BOULDER, Colo. — University of Colorado football coach Deion Sanders announced Monday that he had undergone surgery to remove his bladder after doctors discovered a tumor there. Sanders said, since the surgery, there are no traces of cancer, and he will continue to coach this season.
In a packed Touchdown Club in the Dal Ward Athletic Center, Sanders appeared with Dr. Janet Kukreja, director of urological oncology at University of Colorado Cancer Center, and answered some of the questions that have swirled around him throughout the offseason.
The 57-year-old Sanders has largely been out of the public eye in recent months, save for an appearance at Big 12 media days earlier this month when he acknowledged Big 12 commissioner Brett Yormark for repeatedly checking in on him and praised Colorado athletic director Rick George.

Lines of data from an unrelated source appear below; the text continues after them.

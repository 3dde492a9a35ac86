//! Platform adapters.
//!
//! Everything here sits on the outside of the port boundary.  The only
//! adapter this crate ships is the monotonic clock; sensor buses, relay
//! drivers and storage belong to the embedding firmware.

pub mod time;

Sanders deflected questions about his health at Big 12 media days and previously had not publicly offered any specifics. In July, his son, Deion Jr., posted a video on social media in which Deion Sanders is heard saying he was dealing with a health issue and that “I ain’t all the way recovered.”
In the video, he was seen stepping into an ice bath as well as shooting a basketball and taking a walk with his daughter. Sanders said in May, he had lost about 14 pounds as he had limited contact around the program during the team’s spring and summer workouts.
Sanders has previously dealt with serious health issues. He has had bouts with blood clots in his legs, had two toes amputated in 2022 and emergency surgery in June 2023 to treat the persistent clots, including one in his thigh in one leg and several just below his knee in his other leg.
On the field, Sanders is set to begin his third season at the school. With his son Shedeur at quarterback and Heisman Trophy winner Travis Hunter, college football’s most accomplished two-way player in the modern era, the Buffaloes finished 9-4 last season with an Alamo Bowl appearance. Sanders’ son Shilo, a safety for the Buffaloes for the past two seasons, has also moved on to the NFL, along with several high-profile players on offense.
The top storyline on the field for the Buffaloes is the derby to replace Shedeur behind center. In two seasons, Sanders completed 71.8% of his passes for 7,364 yards with 64 touchdowns.
It will be the first season Deion Sanders doesn’t coach a high school or college team with Shedeur at quarterback.
Seventeen-year-old true freshman Julian Lewis, a five-star recruit and No. 2 player in the 2025 ESPN 300, and Kaidon Salter, who started 24 games in four seasons at Liberty, will compete for the job.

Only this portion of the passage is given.